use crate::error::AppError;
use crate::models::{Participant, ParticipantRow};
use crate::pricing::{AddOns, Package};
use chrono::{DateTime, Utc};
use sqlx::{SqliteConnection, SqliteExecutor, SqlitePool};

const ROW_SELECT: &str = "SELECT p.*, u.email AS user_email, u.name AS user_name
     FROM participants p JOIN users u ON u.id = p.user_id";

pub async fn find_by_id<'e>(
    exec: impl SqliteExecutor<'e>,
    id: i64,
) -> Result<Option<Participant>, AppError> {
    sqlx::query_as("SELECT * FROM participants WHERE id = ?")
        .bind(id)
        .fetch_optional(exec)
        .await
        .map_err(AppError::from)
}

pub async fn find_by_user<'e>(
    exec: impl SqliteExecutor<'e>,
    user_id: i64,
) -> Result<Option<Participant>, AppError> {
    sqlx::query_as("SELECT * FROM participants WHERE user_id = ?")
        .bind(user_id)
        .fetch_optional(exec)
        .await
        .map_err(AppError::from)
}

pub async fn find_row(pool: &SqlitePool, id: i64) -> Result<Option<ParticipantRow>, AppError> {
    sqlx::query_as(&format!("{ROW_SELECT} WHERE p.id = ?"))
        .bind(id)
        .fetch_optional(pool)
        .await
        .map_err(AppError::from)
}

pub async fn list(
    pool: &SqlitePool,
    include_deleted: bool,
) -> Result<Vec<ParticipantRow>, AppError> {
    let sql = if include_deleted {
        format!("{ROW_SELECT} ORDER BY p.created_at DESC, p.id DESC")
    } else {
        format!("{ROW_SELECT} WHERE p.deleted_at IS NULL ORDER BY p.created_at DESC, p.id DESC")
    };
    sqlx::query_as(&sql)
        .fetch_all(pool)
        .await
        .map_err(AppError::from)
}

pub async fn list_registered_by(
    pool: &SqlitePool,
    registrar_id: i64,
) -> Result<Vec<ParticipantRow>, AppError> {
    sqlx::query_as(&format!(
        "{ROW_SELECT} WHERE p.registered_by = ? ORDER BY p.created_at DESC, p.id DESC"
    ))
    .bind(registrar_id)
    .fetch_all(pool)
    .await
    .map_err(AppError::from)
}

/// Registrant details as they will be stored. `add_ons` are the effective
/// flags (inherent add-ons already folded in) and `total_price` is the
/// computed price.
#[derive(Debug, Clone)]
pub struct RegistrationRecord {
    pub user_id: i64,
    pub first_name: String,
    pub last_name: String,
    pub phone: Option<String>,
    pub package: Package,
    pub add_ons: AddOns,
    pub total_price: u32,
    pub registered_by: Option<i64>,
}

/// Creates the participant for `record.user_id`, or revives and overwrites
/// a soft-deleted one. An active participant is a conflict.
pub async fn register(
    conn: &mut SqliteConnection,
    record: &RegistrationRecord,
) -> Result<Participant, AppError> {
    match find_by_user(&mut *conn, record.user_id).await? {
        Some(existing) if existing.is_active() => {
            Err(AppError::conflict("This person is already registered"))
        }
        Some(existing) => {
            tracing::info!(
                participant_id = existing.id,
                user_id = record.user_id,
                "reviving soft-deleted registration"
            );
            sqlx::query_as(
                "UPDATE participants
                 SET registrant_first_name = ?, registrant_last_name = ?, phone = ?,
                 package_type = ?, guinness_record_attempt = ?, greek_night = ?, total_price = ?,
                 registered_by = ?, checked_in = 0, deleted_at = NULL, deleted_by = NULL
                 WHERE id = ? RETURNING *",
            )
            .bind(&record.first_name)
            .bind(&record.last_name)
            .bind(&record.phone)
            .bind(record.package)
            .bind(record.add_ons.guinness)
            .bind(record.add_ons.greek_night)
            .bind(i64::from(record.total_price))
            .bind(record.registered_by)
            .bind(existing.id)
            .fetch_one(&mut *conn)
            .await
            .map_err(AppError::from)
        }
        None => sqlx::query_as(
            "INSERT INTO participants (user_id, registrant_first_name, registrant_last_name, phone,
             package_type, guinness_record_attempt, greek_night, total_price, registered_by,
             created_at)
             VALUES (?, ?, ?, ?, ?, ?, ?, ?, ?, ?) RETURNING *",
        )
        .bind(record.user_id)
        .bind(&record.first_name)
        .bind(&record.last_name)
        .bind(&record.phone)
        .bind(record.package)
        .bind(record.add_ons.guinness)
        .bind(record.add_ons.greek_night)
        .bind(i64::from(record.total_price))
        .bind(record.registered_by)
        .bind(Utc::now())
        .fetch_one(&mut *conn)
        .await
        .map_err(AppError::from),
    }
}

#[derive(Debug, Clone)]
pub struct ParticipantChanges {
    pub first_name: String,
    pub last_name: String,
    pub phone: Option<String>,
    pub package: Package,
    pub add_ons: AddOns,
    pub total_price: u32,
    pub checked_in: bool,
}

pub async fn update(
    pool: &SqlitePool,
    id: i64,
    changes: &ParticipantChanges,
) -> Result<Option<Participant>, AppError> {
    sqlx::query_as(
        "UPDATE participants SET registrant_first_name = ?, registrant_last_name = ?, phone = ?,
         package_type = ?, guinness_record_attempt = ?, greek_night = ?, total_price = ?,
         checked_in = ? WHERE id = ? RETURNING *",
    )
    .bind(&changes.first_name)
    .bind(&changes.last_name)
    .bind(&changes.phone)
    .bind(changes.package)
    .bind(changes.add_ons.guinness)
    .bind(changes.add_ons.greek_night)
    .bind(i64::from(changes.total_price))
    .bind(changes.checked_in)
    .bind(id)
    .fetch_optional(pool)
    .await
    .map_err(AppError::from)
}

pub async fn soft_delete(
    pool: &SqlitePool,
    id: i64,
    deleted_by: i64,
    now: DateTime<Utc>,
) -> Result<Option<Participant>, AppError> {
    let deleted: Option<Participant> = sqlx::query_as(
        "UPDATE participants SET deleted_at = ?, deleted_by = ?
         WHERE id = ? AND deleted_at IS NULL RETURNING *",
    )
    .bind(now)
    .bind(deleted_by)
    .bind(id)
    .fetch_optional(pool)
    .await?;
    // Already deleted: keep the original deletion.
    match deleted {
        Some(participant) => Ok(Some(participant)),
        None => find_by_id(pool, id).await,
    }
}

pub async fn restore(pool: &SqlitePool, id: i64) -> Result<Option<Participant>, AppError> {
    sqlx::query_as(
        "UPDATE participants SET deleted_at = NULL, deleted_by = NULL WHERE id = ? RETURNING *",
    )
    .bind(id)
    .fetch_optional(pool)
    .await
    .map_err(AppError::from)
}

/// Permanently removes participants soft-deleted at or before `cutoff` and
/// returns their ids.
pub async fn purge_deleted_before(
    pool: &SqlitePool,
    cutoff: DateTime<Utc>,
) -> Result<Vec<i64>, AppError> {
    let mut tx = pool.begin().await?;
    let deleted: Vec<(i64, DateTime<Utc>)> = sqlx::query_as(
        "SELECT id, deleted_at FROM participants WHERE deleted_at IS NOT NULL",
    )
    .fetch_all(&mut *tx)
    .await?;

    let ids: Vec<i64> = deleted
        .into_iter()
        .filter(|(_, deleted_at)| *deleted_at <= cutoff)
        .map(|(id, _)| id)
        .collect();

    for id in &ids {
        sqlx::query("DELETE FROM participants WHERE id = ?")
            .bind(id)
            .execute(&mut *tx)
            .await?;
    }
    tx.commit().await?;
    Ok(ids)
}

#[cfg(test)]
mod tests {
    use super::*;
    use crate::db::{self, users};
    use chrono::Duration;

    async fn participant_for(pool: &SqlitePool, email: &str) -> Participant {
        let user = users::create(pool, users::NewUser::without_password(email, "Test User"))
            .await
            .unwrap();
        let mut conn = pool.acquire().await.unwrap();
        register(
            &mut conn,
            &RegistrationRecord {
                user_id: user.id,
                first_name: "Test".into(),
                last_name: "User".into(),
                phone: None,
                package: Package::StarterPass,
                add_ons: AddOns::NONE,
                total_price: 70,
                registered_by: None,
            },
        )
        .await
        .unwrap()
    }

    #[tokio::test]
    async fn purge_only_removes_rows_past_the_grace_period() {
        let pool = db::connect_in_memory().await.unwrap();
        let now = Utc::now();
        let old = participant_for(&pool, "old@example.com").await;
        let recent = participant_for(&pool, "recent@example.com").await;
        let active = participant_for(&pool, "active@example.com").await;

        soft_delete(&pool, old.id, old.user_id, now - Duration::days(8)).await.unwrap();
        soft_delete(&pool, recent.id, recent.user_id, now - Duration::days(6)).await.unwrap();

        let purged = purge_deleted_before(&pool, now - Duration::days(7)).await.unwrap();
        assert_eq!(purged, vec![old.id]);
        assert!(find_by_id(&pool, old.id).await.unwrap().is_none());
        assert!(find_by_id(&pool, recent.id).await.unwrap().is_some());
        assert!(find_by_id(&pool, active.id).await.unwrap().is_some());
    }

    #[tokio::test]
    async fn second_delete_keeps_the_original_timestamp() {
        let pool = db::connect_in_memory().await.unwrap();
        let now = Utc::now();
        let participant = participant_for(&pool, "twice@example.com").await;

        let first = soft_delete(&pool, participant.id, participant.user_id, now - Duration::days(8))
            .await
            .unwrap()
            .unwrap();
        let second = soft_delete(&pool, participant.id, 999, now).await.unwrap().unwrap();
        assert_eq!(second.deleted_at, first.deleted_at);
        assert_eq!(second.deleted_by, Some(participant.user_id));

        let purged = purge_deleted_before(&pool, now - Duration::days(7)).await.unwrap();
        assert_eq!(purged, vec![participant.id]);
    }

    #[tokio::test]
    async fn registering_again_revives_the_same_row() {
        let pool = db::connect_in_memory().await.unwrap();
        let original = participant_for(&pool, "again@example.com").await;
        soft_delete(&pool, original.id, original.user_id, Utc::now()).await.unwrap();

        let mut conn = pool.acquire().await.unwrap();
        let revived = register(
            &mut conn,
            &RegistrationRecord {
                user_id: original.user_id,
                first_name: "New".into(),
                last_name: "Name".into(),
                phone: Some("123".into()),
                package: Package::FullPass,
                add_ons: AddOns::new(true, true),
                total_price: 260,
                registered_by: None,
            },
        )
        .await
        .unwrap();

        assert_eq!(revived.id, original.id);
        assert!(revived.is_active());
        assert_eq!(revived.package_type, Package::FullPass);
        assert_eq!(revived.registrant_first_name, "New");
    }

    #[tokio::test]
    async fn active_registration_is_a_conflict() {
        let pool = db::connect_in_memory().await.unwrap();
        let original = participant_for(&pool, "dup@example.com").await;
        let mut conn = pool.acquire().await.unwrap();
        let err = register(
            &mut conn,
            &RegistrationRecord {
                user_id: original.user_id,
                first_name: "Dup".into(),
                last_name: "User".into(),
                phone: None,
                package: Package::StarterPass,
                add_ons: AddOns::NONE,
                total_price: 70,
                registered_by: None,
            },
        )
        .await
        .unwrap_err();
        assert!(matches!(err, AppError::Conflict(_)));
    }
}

**PROBLEM REQUIREMENTS:** Whenever a line of the data includes the word "RETURNING", show that line in full.

**RESULT OF THE TASK:**
                 WHERE id = ? RETURNING *",
             VALUES (?, ?, ?, ?, ?, ?, ?, ?, ?, ?) RETURNING *",
         checked_in = ? WHERE id = ? RETURNING *",
         WHERE id = ? AND deleted_at IS NULL RETURNING *",
        "UPDATE participants SET deleted_at = NULL, deleted_by = NULL WHERE id = ? RETURNING *",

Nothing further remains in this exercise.